I do not know how to articulate it better, but there are no complete monsters stationed in our village. They do not bother children and women—so far. Though, I know about 15 men who have been captured while going to get humanitarian aid, as well as everyone who served in the ATO.

But this story is not about that. It’s about absurdity. 

It was a nice, frosty morning on March 8th. The sun was shining; the snow was gleaming colorfully, blinding me. I woke up at dawn, as usual. I went back to the house, and it was flooded with sunlight. I made some delicious coffee, which I received in exchange for a bar of chocolate, and went to see my relatives, to wish them a happy March 8th. I had a bouquet of flowers, which I had bought on February 23d, so I brought it with me.

 

There were four blockhouses on our street. Each had two soldiers. When I passed by them, they wished me a happy March 8th. They wished me health and told me that everything was going to be okay. You know—the Russian soldiers that occupied my village and bombed Kharkiv every two hours. They wished me health and told me that everything was going to be okay. I was losing my mind, trying to understand it. I still can not understand how it’s possible.
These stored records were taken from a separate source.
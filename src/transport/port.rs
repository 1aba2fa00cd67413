//! A named, bidirectional, ordered channel between relay and host.

use std::fmt;
use std::str::FromStr;

use serde::{Deserialize, Serialize};
use thiserror::Error;
use tokio::sync::mpsc;
use uuid::Uuid;

use crate::protocol::{Envelope, HostMessage};

/// Errors raised by the transport layer.
#[derive(Debug, Error)]
pub enum TransportError {
    /// The host refused or could not accept a new port.
    #[error("host unavailable: {0}")]
    HostUnavailable(String),

    /// The remote end of the port has gone away.
    #[error("{0} is closed")]
    Closed(PortId),

    /// No port is currently open.
    #[error("no live port")]
    NoPort,
}

/// Unique identity of one port instance.
#[derive(Debug, Clone, Copy, PartialEq, Eq, Hash, Serialize, Deserialize)]
pub struct PortId(Uuid);

impl PortId {
    pub fn new() -> Self {
        Self(Uuid::new_v4())
    }
}

impl Default for PortId {
    fn default() -> Self {
        Self::new()
    }
}

impl fmt::Display for PortId {
    fn fmt(&self, f: &mut fmt::Formatter<'_>) -> fmt::Result {
        write!(f, "port-{}", self.0)
    }
}

impl FromStr for PortId {
    type Err = uuid::Error;

    fn from_str(s: &str) -> Result<Self, Self::Err> {
        let raw = s.strip_prefix("port-").unwrap_or(s);
        Uuid::parse_str(raw).map(Self)
    }
}

/// What the connecting context tells the host about itself.
///
/// In a browser this is filled in by the runtime, not by the page, so the
/// host can trust `origin`.
#[derive(Debug, Clone, PartialEq, Eq)]
pub struct ConnectInfo {
    pub name: String,
    pub origin: String,
}

/// Relay-side sending half of a port.
#[derive(Debug)]
pub struct Port {
    id: PortId,
    name: String,
    outbound: mpsc::UnboundedSender<Envelope>,
}

impl Port {
    pub fn id(&self) -> PortId {
        self.id
    }

    pub fn name(&self) -> &str {
        &self.name
    }

    /// Queue an envelope for the host. Order is preserved per port.
    pub fn post(&self, envelope: Envelope) -> Result<(), TransportError> {
        self.outbound
            .send(envelope)
            .map_err(|_| TransportError::Closed(self.id))
    }

    pub fn is_closed(&self) -> bool {
        self.outbound.is_closed()
    }
}

/// What the relay gets back from a successful connect.
///
/// `inbound` yielding `None` is the port's disconnect signal.
#[derive(Debug)]
pub struct PortLink {
    pub port: Port,
    pub inbound: mpsc::UnboundedReceiver<HostMessage>,
}

/// Host-side ends of a port.
#[derive(Debug)]
pub struct HostEnd {
    pub id: PortId,
    pub info: ConnectInfo,
    pub inbound: mpsc::UnboundedReceiver<Envelope>,
    pub outbound: mpsc::UnboundedSender<HostMessage>,
}

/// Create both ends of a fresh port.
pub fn pair(info: ConnectInfo) -> (PortLink, HostEnd) {
    let id = PortId::new();
    let (to_host, from_relay) = mpsc::unbounded_channel();
    let (to_relay, from_host) = mpsc::unbounded_channel();

    let link = PortLink {
        port: Port {
            id,
            name: info.name.clone(),
            outbound: to_host,
        },
        inbound: from_host,
    };
    let end = HostEnd {
        id,
        info,
        inbound: from_relay,
        outbound: to_relay,
    };
    (link, end)
}
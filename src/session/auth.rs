use axum::{
    extract::{Request, State},
    http::{header, StatusCode},
    middleware::Next,
    response::Response,
};

use crate::session::server::SessionState;

/// Bearer-key guard for the admin routes.
pub async fn require_api_key(
    State(state): State<SessionState>,
    request: Request,
    next: Next,
) -> Result<Response, StatusCode> {
    let auth_header = request
        .headers()
        .get(header::AUTHORIZATION)
        .and_then(|h| h.to_str().ok());

    if let Some(auth_val) = auth_header {
        if auth_val.strip_prefix("Bearer ") == Some(state.api_key.as_ref()) {
            return Ok(next.run(request).await);
        }
    }

    tracing::warn!(path = %request.uri().path(), "Admin request rejected: bad api key");
    Err(StatusCode::UNAUTHORIZED)
}
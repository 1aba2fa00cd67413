//! The slice of the page DOM the relay reads.

/// A `<link>` element whose `rel` contains "icon".
#[derive(Debug, Clone, PartialEq, Eq)]
pub struct IconLink {
    pub rel: String,
    pub href: String,
    pub sizes: Option<String>,
}

impl IconLink {
    pub fn new(href: impl Into<String>, sizes: Option<&str>) -> Self {
        Self {
            rel: "icon".to_string(),
            href: href.into(),
            sizes: sizes.map(str::to_string),
        }
    }
}

/// Read access to the page document.
///
/// The relay only calls this when it enriches a connection-type request.
pub trait PageDocument: Send + Sync {
    fn title(&self) -> String;

    /// Equivalent of `querySelectorAll("link[rel*='icon']")`.
    fn icon_links(&self) -> Vec<IconLink>;
}

/// A fixed document, used by embedders that snapshot the DOM and by tests.
#[derive(Debug, Clone, Default)]
pub struct StaticDocument {
    pub title: String,
    pub links: Vec<IconLink>,
}

impl StaticDocument {
    pub fn new(title: impl Into<String>) -> Self {
        Self {
            title: title.into(),
            links: Vec::new(),
        }
    }

    pub fn with_link(mut self, link: IconLink) -> Self {
        self.links.push(link);
        self
    }
}

impl PageDocument for StaticDocument {
    fn title(&self) -> String {
        self.title.clone()
    }

    fn icon_links(&self) -> Vec<IconLink> {
        self.links
            .iter()
            .filter(|link| link.rel.contains("icon"))
            .cloned()
            .collect()
    }
}

#[cfg(test)]
mod tests {
    use super::*;

    #[test]
    fn test_icon_filter_matches_substring() {
        let doc = StaticDocument::new("Dapp")
            .with_link(IconLink::new("/a.png", Some("16x16")))
            .with_link(IconLink {
                rel: "apple-touch-icon".into(),
                href: "/b.png".into(),
                sizes: None,
            })
            .with_link(IconLink {
                rel: "stylesheet".into(),
                href: "/c.css".into(),
                sizes: None,
            });

        let hrefs: Vec<_> = doc.icon_links().into_iter().map(|l| l.href).collect();
        assert_eq!(hrefs, vec!["/a.png", "/b.png"]);
    }
}
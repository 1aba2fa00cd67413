//! Metrics collection and exposition.
//!
//! # Metrics
//! - `bridge_envelopes_forwarded_total` (counter): envelopes moved, by direction
//! - `bridge_envelopes_dropped_total` (counter): page events discarded, by reason
//! - `bridge_reconnects_total` (counter): port reconnect attempts
//! - `bridge_health_checks_total` (counter): health checks posted
//! - `bridge_responses_total` (counter): host responses, by outcome
//! - `bridge_pending_decisions` (gauge): requests awaiting a user decision

use std::net::SocketAddr;

use metrics_exporter_prometheus::PrometheusBuilder;

/// Install the Prometheus exporter with an HTTP listener on `addr`.
///
/// Must be called from within a Tokio runtime.
pub fn init_metrics(addr: SocketAddr) {
    match PrometheusBuilder::new().with_http_listener(addr).install() {
        Ok(()) => tracing::info!(address = %addr, "Metrics endpoint listening"),
        Err(e) => tracing::error!(error = %e, "Failed to install metrics exporter"),
    }
}

/// Direction label for forwarded envelopes.
#[derive(Debug, Clone, Copy, PartialEq, Eq)]
pub enum Direction {
    PageToHost,
    HostToPage,
}

impl Direction {
    fn as_str(self) -> &'static str {
        match self {
            Direction::PageToHost => "page_to_host",
            Direction::HostToPage => "host_to_page",
        }
    }
}

pub fn record_forwarded(direction: Direction) {
    metrics::counter!("bridge_envelopes_forwarded_total", "direction" => direction.as_str())
        .increment(1);
}

pub fn record_dropped(reason: &'static str) {
    metrics::counter!("bridge_envelopes_dropped_total", "reason" => reason).increment(1);
}

pub fn record_reconnect() {
    metrics::counter!("bridge_reconnects_total").increment(1);
}

pub fn record_health_check() {
    metrics::counter!("bridge_health_checks_total").increment(1);
}

pub fn record_response(outcome: &'static str) {
    metrics::counter!("bridge_responses_total", "outcome" => outcome).increment(1);
}

pub fn set_pending(count: usize) {
    metrics::gauge!("bridge_pending_decisions").set(count as f64);
}
// work.rs — The per-change work context.
//
// A TransformWork is created once per migrated change and handed to each
// transformation in turn. Transformations mutate it in place through
// `&mut`, so a sequence of them runs strictly one after the other. When the
// last one finishes the destination reads the final message, author and
// checkout contents.

use std::fs;
use std::path::{Path, PathBuf};

use crate::author::Author;
use crate::change::Changes;
use crate::error::WorkError;
use crate::glob::{to_slash_path, Glob};
use crate::labels;
use crate::path::CheckoutPath;

/// Mutable state for one change going through the transformation pipeline.
#[derive(Debug, Clone)]
pub struct TransformWork {
    /// Root of the checkout; every relative path resolves against it.
    checkout_dir: PathBuf,

    /// Change message, including its label footer.
    message: String,

    author: Author,

    /// Origin changes folded into this migration.
    changes: Changes,
}

impl TransformWork {
    pub fn new(checkout_dir: impl Into<PathBuf>, message: impl Into<String>, author: Author) -> Self {
        Self {
            checkout_dir: checkout_dir.into(),
            message: message.into(),
            author,
            changes: Changes::default(),
        }
    }

    pub fn with_changes(mut self, changes: Changes) -> Self {
        self.changes = changes;
        self
    }

    pub fn checkout_dir(&self) -> &Path {
        &self.checkout_dir
    }

    pub fn message(&self) -> &str {
        &self.message
    }

    pub fn set_message(&mut self, message: impl Into<String>) {
        self.message = message.into();
    }

    pub fn author(&self) -> &Author {
        &self.author
    }

    pub fn set_author(&mut self, author: Author) {
        tracing::debug!(from = %self.author, to = %author, "changing author");
        self.author = author;
    }

    pub fn changes(&self) -> &Changes {
        &self.changes
    }

    // ── Labels ──────────────────────────────────────────────────

    /// First value of `key` in the message footer.
    pub fn get_label(&self, key: &str) -> Option<String> {
        labels::get_label(&self.message, key)
    }

    /// All footer labels, in order.
    pub fn labels(&self) -> Vec<(String, String)> {
        labels::parse_labels(&self.message)
    }

    /// Append a label to the footer. Existing entries for `key` are kept.
    pub fn add_label(&mut self, key: &str, value: &str) {
        self.message = labels::add_label(&self.message, key, value);
    }

    /// Rewrite the first `key` entry. No-op if absent.
    pub fn replace_label(&mut self, key: &str, value: &str) {
        self.message = labels::replace_label(&self.message, key, value);
    }

    /// Delete the first `key` entry. No-op if absent.
    pub fn remove_label(&mut self, key: &str) {
        self.message = labels::remove_label(&self.message, key);
    }

    pub fn add_or_replace_label(&mut self, key: &str, value: &str) {
        self.message = labels::add_or_replace_label(&self.message, key, value);
    }

    // ── Checkout paths ──────────────────────────────────────────

    /// Build a checkout path. Fails if `relative` is absolute, not
    /// normalized, or escapes the checkout.
    pub fn new_path(&self, relative: &str) -> Result<CheckoutPath, WorkError> {
        CheckoutPath::new(relative)
    }

    /// Absolute location of a checkout path.
    pub fn resolve(&self, path: &CheckoutPath) -> PathBuf {
        path.under(&self.checkout_dir)
    }

    /// Every file in the checkout whose relative path matches `glob`,
    /// sorted lexicographically.
    ///
    /// Symlinks are listed as files and never followed.
    pub fn run(&self, glob: &Glob) -> Result<Vec<CheckoutPath>, WorkError> {
        let mut files = Vec::new();
        walk_dir(&self.checkout_dir, &self.checkout_dir, &mut files)?;
        let mut matched: Vec<CheckoutPath> = files
            .into_iter()
            .filter(|rel| glob.matches(rel))
            .map(|rel| CheckoutPath::new(&rel))
            .collect::<Result<_, _>>()?;
        matched.sort();
        Ok(matched)
    }
}

/// Recursively walk a directory and collect `/`-separated relative file paths.
fn walk_dir(dir: &Path, root: &Path, files: &mut Vec<String>) -> Result<(), WorkError> {
    if !dir.exists() {
        return Ok(());
    }

    let entries = fs::read_dir(dir).map_err(|source| WorkError::io(dir, source))?;

    for entry in entries {
        let entry = entry.map_err(|source| WorkError::io(dir, source))?;
        let path = entry.path();
        let file_type = entry
            .file_type()
            .map_err(|source| WorkError::io(&path, source))?;

        if file_type.is_dir() {
            walk_dir(&path, root, files)?;
        } else if let Some(rel) = path.strip_prefix(root).ok().and_then(to_slash_path) {
            files.push(rel);
        } else {
            tracing::warn!(path = %path.display(), "skipping path that is not valid UTF-8");
        }
    }

    Ok(())
}
// labels.rs — Label footer parsing and mutation.
//
// A change message may end with a block of `KEY=VALUE` lines (the footer):
//
//   Fix the frobnicator
//
//   Some longer description.
//
//   BUG=1234
//   ORIGINAL_AUTHOR=Foo Bar <foo@bar.com>
//
// Every function here takes the message as a string and returns a new one,
// so each mutation can be tested without a work context.
//
// The footer is the last contiguous run of label lines once trailing blank
// lines are skipped. When adding, that run is only extended if it is a
// proper group: preceded by a blank line or by the start of the message.
// Otherwise a new group is started after a blank line.

use std::ops::Range;
use std::sync::OnceLock;

use regex::Regex;

fn label_regex() -> &'static Regex {
    static LABEL: OnceLock<Regex> = OnceLock::new();
    LABEL.get_or_init(|| Regex::new(r"^(?P<key>[\w-]+)=(?P<value>.*)$").expect("label regex is valid"))
}

/// Parse a single line as a `KEY=VALUE` label.
pub fn parse_label_line(line: &str) -> Option<(&str, &str)> {
    let caps = label_regex().captures(line)?;
    let key = caps.name("key")?.as_str();
    let value = caps.name("value")?.as_str();
    Some((key, value))
}

/// Line range of the footer, if the message has one.
fn footer_range(lines: &[&str]) -> Option<Range<usize>> {
    let mut end = lines.len();
    while end > 0 && lines[end - 1].trim().is_empty() {
        end -= 1;
    }
    let mut start = end;
    while start > 0 && parse_label_line(lines[start - 1]).is_some() {
        start -= 1;
    }
    (start < end).then_some(start..end)
}

/// Index of the first footer line carrying `key`.
fn find_in_footer(lines: &[&str], key: &str) -> Option<usize> {
    footer_range(lines)?.find(|&idx| matches!(parse_label_line(lines[idx]), Some((k, _)) if k == key))
}

fn split_lines(message: &str) -> Vec<&str> {
    message.split('\n').collect()
}

/// All labels in the footer, in order of appearance.
pub fn parse_labels(message: &str) -> Vec<(String, String)> {
    let lines = split_lines(message);
    match footer_range(&lines) {
        Some(range) => lines[range]
            .iter()
            .filter_map(|line| parse_label_line(line))
            .map(|(k, v)| (k.to_string(), v.to_string()))
            .collect(),
        None => Vec::new(),
    }
}

/// Value of the first footer label named `key`.
pub fn get_label(message: &str, key: &str) -> Option<String> {
    let lines = split_lines(message);
    let idx = find_in_footer(&lines, key)?;
    parse_label_line(lines[idx]).map(|(_, value)| value.to_string())
}

/// Append `key=value` to the footer, creating one if needed.
///
/// Existing entries for `key` are kept, so calling this twice leaves two
/// lines. Use [`replace_label`] or [`add_or_replace_label`] for single-valued
/// labels.
pub fn add_label(message: &str, key: &str, value: &str) -> String {
    let label = format!("{}={}", key, value);
    let lines = split_lines(message);

    if let Some(range) = footer_range(&lines) {
        let grouped = range.start == 0 || lines[range.start - 1].trim().is_empty();
        if grouped {
            let mut out: Vec<&str> = Vec::with_capacity(lines.len() + 2);
            out.extend_from_slice(&lines[..range.end]);
            out.push(&label);
            out.extend_from_slice(&lines[range.end..]);
            if range.end == lines.len() {
                // Footer was the last line without a newline.
                out.push("");
            }
            return out.join("\n");
        }
    }

    if message.trim_end_matches('\n').is_empty() {
        return format!("{}\n", label);
    }
    // Exactly one blank line must separate the body from the new group;
    // blank lines already there are kept as they are.
    let separator = match message.len() - message.trim_end_matches('\n').len() {
        0 => "\n\n",
        1 => "\n",
        _ => "",
    };
    format!("{}{}{}\n", message, separator, label)
}

/// Rewrite the value of the first footer label named `key`.
///
/// Returns the message unchanged if the label isn't present.
pub fn replace_label(message: &str, key: &str, value: &str) -> String {
    let lines = split_lines(message);
    let Some(idx) = find_in_footer(&lines, key) else {
        return message.to_string();
    };
    let label = format!("{}={}", key, value);
    let mut out = lines;
    out[idx] = label.as_str();
    out.join("\n")
}

/// Delete the line of the first footer label named `key`.
///
/// Returns the message unchanged if the label isn't present.
pub fn remove_label(message: &str, key: &str) -> String {
    let mut lines = split_lines(message);
    match find_in_footer(&lines, key) {
        Some(idx) => {
            lines.remove(idx);
            lines.join("\n")
        }
        None => message.to_string(),
    }
}

/// Replace `key` if it is already in the footer, otherwise add it.
pub fn add_or_replace_label(message: &str, key: &str, value: &str) -> String {
    let lines = split_lines(message);
    if find_in_footer(&lines, key).is_some() {
        replace_label(message, key, value)
    } else {
        add_label(message, key, value)
    }
}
Later, an even more absurd situation happened. At one of the blockhouses, soldiers asked me to give them a mobile phone to make calls. They told me they had not spoken to their relatives for more than a week, and they wanted to let them know that they were alive. I was looking at their faces and could not understand how they did not realize that they were responsible for this situation, in which their relatives could not call them. They were the ones who bombed telephone towers and ruined power plants. 

But I just said that I did not have a mobile phone, and I walked past them. Soldiers continued to wish me a happy March 8th, and I whispered back to them “burn in hell”. My brain did not get that absurdity. I thought that in real life, situations like that did not happen. But it was real life—the most real of all.